> What is expected
Using the records below, find every line that includes "this" and copy it.

[Records from a data source]
+ + +
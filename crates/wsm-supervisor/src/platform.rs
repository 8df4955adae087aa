//! Platform strategy and path resolution.
//!
//! The host platform is selected once and answers every platform question
//! the supervisor has: where the daemon and its logs live, whether the
//! daemon can be asked to stop with a signal, which executable suffix the
//! process table uses, and where the user goes to close a stray daemon.

use std::path::{Path, PathBuf};

use serde::{Deserialize, Serialize};

use crate::config::DaemonNames;
use crate::error::{Result, SupervisorError};

/// Per-user directory holding application data on macOS, relative to home.
const MACOS_APP_SUPPORT: &str = "Library/Application Support";

// ============================================================================
// Platform
// ============================================================================

/// Host platform family.
#[derive(Debug, Clone, Copy, PartialEq, Eq, Hash, Serialize, Deserialize)]
#[serde(rename_all = "lowercase")]
pub enum Platform {
    Linux,
    #[serde(rename = "macos", alias = "darwin")]
    MacOs,
    Windows,
}

impl Platform {
    /// Platform this binary was compiled for.
    #[must_use]
    pub fn current() -> Self {
        if cfg!(target_os = "macos") {
            Self::MacOs
        } else if cfg!(windows) {
            Self::Windows
        } else {
            Self::Linux
        }
    }

    /// Maps a platform name to a family. Unknown names fall back to Linux.
    #[must_use]
    pub fn from_name(name: &str) -> Self {
        match name {
            "darwin" | "macos" => Self::MacOs,
            "windows" => Self::Windows,
            _ => Self::Linux,
        }
    }

    /// True if the daemon can be asked to exit with a termination signal.
    ///
    /// Without one, the wallet must be saved over RPC before a hard kill.
    #[must_use]
    pub fn has_graceful_signal(&self) -> bool {
        !matches!(self, Self::Windows)
    }

    /// Suffix executables carry in the process table.
    #[must_use]
    pub fn executable_suffix(&self) -> &'static str {
        match self {
            Self::Windows => ".exe",
            Self::Linux | Self::MacOs => "",
        }
    }

    /// Where the user closes background processes on this platform.
    #[must_use]
    pub fn collision_hint(&self) -> &'static str {
        match self {
            Self::Windows => "the task manager",
            Self::MacOs => "the activity monitor",
            Self::Linux => "a system monitor app",
        }
    }

    /// Strips the `file:` URL prefix front ends hand over with picked paths.
    pub fn strip_file_url<'a>(&self, path: &'a str) -> &'a str {
        let prefix = match self {
            Self::Windows => "file:\\",
            Self::Linux | Self::MacOs => "file:",
        };
        path.strip_prefix(prefix).unwrap_or(path)
    }
}

// ============================================================================
// Install Layout
// ============================================================================

/// Where the application runs from.
///
/// Captured once from the environment; tests build it by hand.
#[derive(Debug, Clone, PartialEq, Eq)]
pub struct InstallLayout {
    /// Current working directory
    pub working_dir: PathBuf,
    /// Path of the running binary
    pub current_exe: PathBuf,
    /// User home directory, if one could be determined
    pub home_dir: Option<PathBuf>,
}

impl InstallLayout {
    /// Reads the layout of the running process.
    ///
    /// # Errors
    ///
    /// Returns `SupervisorError::Io` if the working directory or the
    /// running binary cannot be determined.
    pub fn detect() -> Result<Self> {
        let working_dir = std::env::current_dir()
            .map_err(|e| SupervisorError::io("failed to read working directory", e))?;
        let current_exe = std::env::current_exe()
            .map_err(|e| SupervisorError::io("failed to locate running binary", e))?;

        Ok(Self {
            working_dir,
            current_exe,
            home_dir: dirs::home_dir(),
        })
    }
}

// ============================================================================
// Platform Paths
// ============================================================================

/// Every filesystem location the supervisor touches.
///
/// Computed once per supervisor and never changed afterwards.
#[derive(Debug, Clone, PartialEq, Eq)]
pub struct PlatformPaths {
    /// Daemon executable
    pub executable: PathBuf,
    /// Log the daemon writes for the current run (truncated per start)
    pub current_session_log: PathBuf,
    /// Append-only raw stdout of every run
    pub all_sessions_log: PathBuf,
    /// Exclusive lock held while a daemon is supervised
    pub lock_file: PathBuf,
    /// Directory bare wallet file names resolve against
    pub default_wallet_dir: PathBuf,
}

impl PlatformPaths {
    /// Resolves paths for `platform` within `layout`.
    ///
    /// - Linux/Windows: everything lives in the working directory.
    /// - macOS: the daemon sits in the bundle's `Contents` directory (the
    ///   parent of the binary's directory), logs in the per-user
    ///   application-support directory, wallets in the home directory.
    ///
    /// # Errors
    ///
    /// On macOS, returns `SupervisorError::Io` when the home directory is
    /// unknown or the binary has no bundle parent.
    pub fn resolve(
        platform: Platform,
        layout: &InstallLayout,
        names: &DaemonNames,
        app_name: &str,
    ) -> Result<Self> {
        let executable_name = format!("{}{}", names.service, platform.executable_suffix());

        let (executable, data_dir, default_wallet_dir) = match platform {
            Platform::MacOs => {
                let home = layout.home_dir.clone().ok_or_else(|| {
                    SupervisorError::io(
                        "failed to find home directory",
                        std::io::Error::new(std::io::ErrorKind::NotFound, "no home directory"),
                    )
                })?;
                let contents = bundle_contents_dir(&layout.current_exe).ok_or_else(|| {
                    SupervisorError::io(
                        "failed to find application bundle",
                        std::io::Error::new(
                            std::io::ErrorKind::NotFound,
                            layout.current_exe.display().to_string(),
                        ),
                    )
                })?;
                let data_dir = home.join(MACOS_APP_SUPPORT).join(app_name);
                (contents.join(&executable_name), data_dir, home)
            }
            Platform::Linux | Platform::Windows => (
                layout.working_dir.join(&executable_name),
                layout.working_dir.clone(),
                layout.working_dir.clone(),
            ),
        };

        Ok(Self {
            executable,
            current_session_log: data_dir.join(names.current_session_log_name()),
            all_sessions_log: data_dir.join(names.all_sessions_log_name()),
            lock_file: data_dir.join(names.lock_file_name()),
            default_wallet_dir,
        })
    }

    /// Replaces the daemon executable path.
    #[must_use]
    pub fn with_executable(mut self, executable: impl Into<PathBuf>) -> Self {
        self.executable = executable.into();
        self
    }

    /// Resolves a wallet path handed over by a front end.
    ///
    /// Strips the `file:` URL prefix and anchors bare file names in the
    /// default wallet directory.
    pub fn resolve_wallet(&self, platform: Platform, wallet: &str) -> PathBuf {
        let path = Path::new(platform.strip_file_url(wallet));
        let is_bare = path
            .parent()
            .map(|p| p.as_os_str().is_empty())
            .unwrap_or(true);

        if is_bare {
            self.default_wallet_dir.join(path)
        } else {
            path.to_path_buf()
        }
    }
}

/// `Foo.app/Contents/MacOS/foo` -> `Foo.app/Contents`
fn bundle_contents_dir(current_exe: &Path) -> Option<PathBuf> {
    current_exe.parent()?.parent().map(Path::to_path_buf)
}

// ============================================================================
// Tests
// ============================================================================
+ + +
> Solution
    /// Platform this binary was compiled for.
    /// Where the user closes background processes on this platform.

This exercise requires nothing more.